Il y a encore beaucoup de potentiel inexploité dans la publicité extérieure sur le domaine public.

Une étude d'Obeliscum et de l'Université de Saint-Gall montre que la publicité extérieure sur le domaine public n'exploite pas encore son grand potentiel qualitatif et financier. Les contrats sont encore longs et seule une petite partie des espaces publicitaires est numérisée.

(Source : Obeliscum)

Dans l'étude sur les supports publicitaires sur le domaine public dans la région DACH, 66 des 292 villes et municipalités contactées ont participé. Les résultats montrent que plus de deux tiers des villes ont pour objectif de moderniser ou de numériser leurs espaces publicitaires.

Les villes espèrent souvent que cela améliorera la qualité de l'espace publicitaire proposé, tout en consolidant ou en réduisant les emplacements.

Faible taux de numérisation

Malgré ce besoin important, le fossé de la numérisation en Suisse est toujours aussi grand, avec un taux de numérisation de seulement 1,1% de tous les domaines. Même par rapport aux villes allemandes, qui ont un taux de numérisation de 2,4%.

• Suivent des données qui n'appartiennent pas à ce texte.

//! Reservation manager
//!
//! Reservations do not move money; they keep a batch from overspending
//! between commit and pay. Creation is all-or-nothing against the
//! account's availability, under the account's advisory lock.

use paycore_core::{
    AccountId, Amount, LegalEntityId, ReservationId, ReservationStatus, ReserveType, TenantId,
};
use paycore_events::{record, DomainEvent, EventContext};
use paycore_storage::{LockKey, NewReservation, ReservationRow, Store, StorageError, Txn};
use rust_decimal::Decimal;

use crate::error::{LedgerError, LedgerResult};

/// Request to hold funds against an account
#[derive(Debug, Clone)]
pub struct HoldFunds {
    pub tenant_id: TenantId,
    pub legal_entity_id: LegalEntityId,
    pub account_id: AccountId,
    pub reserve_type: ReserveType,
    pub amount: Amount,
    /// Business handle for the hold, e.g. "payroll_batch:{id}"
    pub source_ref: String,
}

/// Reservation lifecycle service
#[derive(Clone)]
pub struct Reservations {
    store: Store,
}

impl Reservations {
    pub fn new(store: Store) -> Self {
        Self { store }
    }

    /// Create a hold. Fails `InsufficientAvailable` when
    /// `balance - active holds < amount`; there are no partial holds.
    pub fn create(&self, request: HoldFunds, ctx: &EventContext) -> LedgerResult<ReservationRow> {
        let _account_lock = self.store.lock(LockKey::Account(request.account_id));
        self.store
            .with_txn::<_, LedgerError>(|txn| Self::create_in(txn, request, ctx))
    }

    /// Hold creation inside an already-open transaction. The caller is
    /// responsible for holding the account (or batch) advisory lock.
    pub fn create_in(
        txn: &mut Txn,
        request: HoldFunds,
        ctx: &EventContext,
    ) -> LedgerResult<ReservationRow> {
        let balance = txn.tables().balance(request.account_id, None);
        let reserved = txn
            .tables()
            .active_reservation_sum(request.account_id, None);
        let available = balance - reserved;
        if available < request.amount.value() {
            return Err(LedgerError::InsufficientAvailable {
                account: request.account_id,
                requested: request.amount.value(),
                available,
            });
        }

        let row = txn.insert_reservation(NewReservation {
            tenant_id: request.tenant_id,
            legal_entity_id: request.legal_entity_id,
            account_id: request.account_id,
            reserve_type: request.reserve_type,
            amount: request.amount,
            source_ref: request.source_ref,
        })?;

        record(
            txn,
            ctx,
            &DomainEvent::ReservationCreated {
                reservation_id: row.id,
                account_id: row.account_id,
                reserve_type: row.reserve_type,
                amount: row.amount,
                source_ref: row.source_ref.clone(),
            },
        )?;
        tracing::debug!(reservation = %row.id, amount = %row.amount, "funds reserved");

        Ok(row)
    }

    /// Release a hold back to availability; one-way, fails on terminal
    pub fn release(
        &self,
        tenant_id: TenantId,
        id: ReservationId,
        ctx: &EventContext,
    ) -> LedgerResult<ReservationRow> {
        self.transition(tenant_id, id, ReservationStatus::Released, ctx)
    }

    /// Consume a hold once its batch has been disbursed; one-way
    pub fn consume(
        &self,
        tenant_id: TenantId,
        id: ReservationId,
        ctx: &EventContext,
    ) -> LedgerResult<ReservationRow> {
        self.transition(tenant_id, id, ReservationStatus::Consumed, ctx)
    }

    fn transition(
        &self,
        tenant_id: TenantId,
        id: ReservationId,
        to: ReservationStatus,
        ctx: &EventContext,
    ) -> LedgerResult<ReservationRow> {
        self.store
            .with_txn::<_, LedgerError>(|txn| Self::transition_in(txn, tenant_id, id, to, ctx))
    }

    /// Lifecycle transition inside an already-open transaction
    pub fn transition_in(
        txn: &mut Txn,
        tenant_id: TenantId,
        id: ReservationId,
        to: ReservationStatus,
        ctx: &EventContext,
    ) -> LedgerResult<ReservationRow> {
        let current = txn
            .tables()
            .reservation(id)
            .map(|r| r.status)
            .ok_or_else(|| StorageError::NotFound {
                entity: "reservation",
                id: id.to_string(),
            })?;
        if current != ReservationStatus::Active {
            return Err(LedgerError::ReservationTerminal(id, current));
        }

        let row = txn.transition_reservation(tenant_id, id, to)?;

        let event = match to {
            ReservationStatus::Released => DomainEvent::ReservationReleased {
                reservation_id: row.id,
                account_id: row.account_id,
                amount: row.amount,
            },
            ReservationStatus::Consumed => DomainEvent::ReservationConsumed {
                reservation_id: row.id,
                account_id: row.account_id,
                amount: row.amount,
            },
            ReservationStatus::Active => unreachable!("active is never a transition target"),
        };
        record(txn, ctx, &event)?;

        Ok(row)
    }

    /// Sum of active holds on an account
    pub fn active_sum(&self, account: AccountId) -> Decimal {
        self.store
            .read(|tables| tables.active_reservation_sum(account, None))
    }
}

APG|SGA et Clear Channel restent forts

Bien que d'importants nouveaux acteurs soient entrés sur le marché suisse au cours des sept dernières années avec Neo Advertising, Livesystems et ESH Médias, les deux grands distributeurs APG|SGA et Clear Channel sont toujours représentés dans plus de 85 % des villes - le plus souvent de manière exclusive.

Selon les auteurs de l'étude, cela pourrait constituer un obstacle au fait que la numérisation est en perte de vitesse. L'expérience montre que les innovations - en l'occurrence la numérisation des espaces publicitaires sur le domaine public - sont créées dans un environnement hautement concurrentiel et nécessitent des activités innovantes de la part de tous les acteurs du marché, des commercialisateurs, mais aussi des propriétaires, c'est-à-dire des villes et des communes elles-mêmes.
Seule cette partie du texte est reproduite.